*** DATA TO PROCESS ***
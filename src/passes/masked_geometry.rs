//! Masked Geometry Pass
//!
//! Draws the objects selected by a [`FilterSpec`] into the shared offscreen
//! buffer, replacing each object's own material with sub-pass 0 of the
//! pixelation material.
//!
//! # Data Flow
//!
//! ```text
//! visible objects ──(layer mask + tag whitelist)──► override material #0
//!                                                        │
//!                     camera depth (test only) ──────────┤
//!                                                        ▼
//!                                        shared offscreen buffer (cleared)
//! ```

use crate::errors::{PixelationError, Result};
use crate::filter::FilterSpec;
use crate::graph::{PassContext, RenderPass};
use crate::host::{BufferId, ClearFlags, DrawRenderersDesc, SortingCriteria};
use crate::material::{MaterialBinding, MaterialPass, OverrideMaterial};

/// Renders masked geometry into the shared offscreen buffer.
pub struct MaskedGeometryPass {
    filter: FilterSpec,
    material: OverrideMaterial,
    /// Shared offscreen buffer, injected by the feature each frame
    target: Option<BufferId>,
    /// Objects drawn during the last execute
    last_drawn: usize,
}

impl MaskedGeometryPass {
    pub const NAME: &'static str = "MaskedGeometryPass";

    #[must_use]
    pub fn new(filter: FilterSpec, material: OverrideMaterial) -> Self {
        Self {
            filter,
            material,
            target: None,
            last_drawn: 0,
        }
    }

    /// Binds the shared offscreen buffer this pass writes into.
    pub fn set_target(&mut self, target: BufferId) {
        self.target = Some(target);
    }

    /// Forgets the shared buffer. The owner releases it.
    pub fn release_handles(&mut self) {
        self.target = None;
    }

    #[inline]
    #[must_use]
    pub fn target(&self) -> Option<BufferId> {
        self.target
    }

    #[inline]
    #[must_use]
    pub fn filter(&self) -> &FilterSpec {
        &self.filter
    }

    #[inline]
    #[must_use]
    pub fn last_drawn(&self) -> usize {
        self.last_drawn
    }

    fn bound_target(&self) -> Result<BufferId> {
        self.target.ok_or(PixelationError::UnboundResource {
            pass: Self::NAME,
            resource: "a shared offscreen buffer",
        })
    }
}

impl RenderPass for MaskedGeometryPass {
    fn name(&self) -> &'static str {
        Self::NAME
    }

    fn setup(&mut self, ctx: &mut PassContext<'_>) -> Result<()> {
        let target = self.bound_target()?;
        ctx.host.set_render_target(target, Some(ctx.camera.depth))?;
        ctx.host.clear(ClearFlags::COLOR, wgpu::Color::TRANSPARENT)
    }

    fn execute(&mut self, ctx: &mut PassContext<'_>) -> Result<()> {
        let desc = DrawRenderersDesc {
            filter: &self.filter,
            sorting: SortingCriteria::CommonOpaque,
            override_material: MaterialBinding::new(&self.material, MaterialPass::MeshDraw),
        };
        self.last_drawn = ctx.host.draw_renderers(&desc)?;
        log::trace!("{}: drew {} objects", Self::NAME, self.last_drawn);
        Ok(())
    }
}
*** End of DATA TO PROCESS ***
So that nothing is lost, please reproduce each entry exactly as written.

filename src/passes/masked_geometry.rs
//! Masked Geometry Pass
//!
//! Draws the objects selected by a [`FilterSpec`] into the shared offscreen
//! buffer, replacing each object's own material with sub-pass 0 of the
//! pixelation material.
//!
//! # Data Flow
//!
//! ```text
//! visible objects ──(layer mask + tag whitelist)──► override material #0
//!                                                        │
//!                     camera depth (test only) ──────────┤
//!                                                        ▼
//!                                        shared offscreen buffer (cleared)
//! ```

use crate::errors::{PixelationError, Result};
use crate::filter::FilterSpec;
use crate::graph::{PassContext, RenderPass};
use crate::host::{BufferId, ClearFlags, DrawRenderersDesc, SortingCriteria};
use crate::material::{MaterialBinding, MaterialPass, OverrideMaterial};

/// Renders masked geometry into the shared offscreen buffer.
pub struct MaskedGeometryPass {
    filter: FilterSpec,
    material: OverrideMaterial,
    /// Shared offscreen buffer, injected by the feature each frame
    target: Option<BufferId>,
    /// Objects drawn during the last execute
    last_drawn: usize,
}

impl MaskedGeometryPass {
    pub const NAME: &'static str = "MaskedGeometryPass";

    #[must_use]
    pub fn new(filter: FilterSpec, material: OverrideMaterial) -> Self {
        Self {
            filter,
            material,
            target: None,
            last_drawn: 0,
        }
    }

    /// Binds the shared offscreen buffer this pass writes into.
    pub fn set_target(&mut self, target: BufferId) {
        self.target = Some(target);
    }

    /// Forgets the shared buffer. The owner releases it.
    pub fn release_handles(&mut self) {
        self.target = None;
    }

    #[inline]
    #[must_use]
    pub fn target(&self) -> Option<BufferId> {
        self.target
    }

    #[inline]
    #[must_use]
    pub fn filter(&self) -> &FilterSpec {
        &self.filter
    }

    #[inline]
    #[must_use]
    pub fn last_drawn(&self) -> usize {
        self.last_drawn
    }

    fn bound_target(&self) -> Result<BufferId> {
        self.target.ok_or(PixelationError::UnboundResource {
            pass: Self::NAME,
            resource: "a shared offscreen buffer",
        })
    }
}

impl RenderPass for MaskedGeometryPass {
    fn name(&self) -> &'static str {
        Self::NAME
    }

    fn setup(&mut self, ctx: &mut PassContext<'_>) -> Result<()> {
        let target = self.bound_target()?;
        ctx.host.set_render_target(target, Some(ctx.camera.depth))?;
        ctx.host.clear(ClearFlags::COLOR, wgpu::Color::TRANSPARENT)
    }

    fn execute(&mut self, ctx: &mut PassContext<'_>) -> Result<()> {
        let desc = DrawRenderersDesc {
            filter: &self.filter,
            sorting: SortingCriteria::CommonOpaque,
            override_material: MaterialBinding::new(&self.material, MaterialPass::MeshDraw),
        };
        self.last_drawn = ctx.host.draw_renderers(&desc)?;
        log::trace!("{}: drew {} objects", Self::NAME, self.last_drawn);
        Ok(())
    }
}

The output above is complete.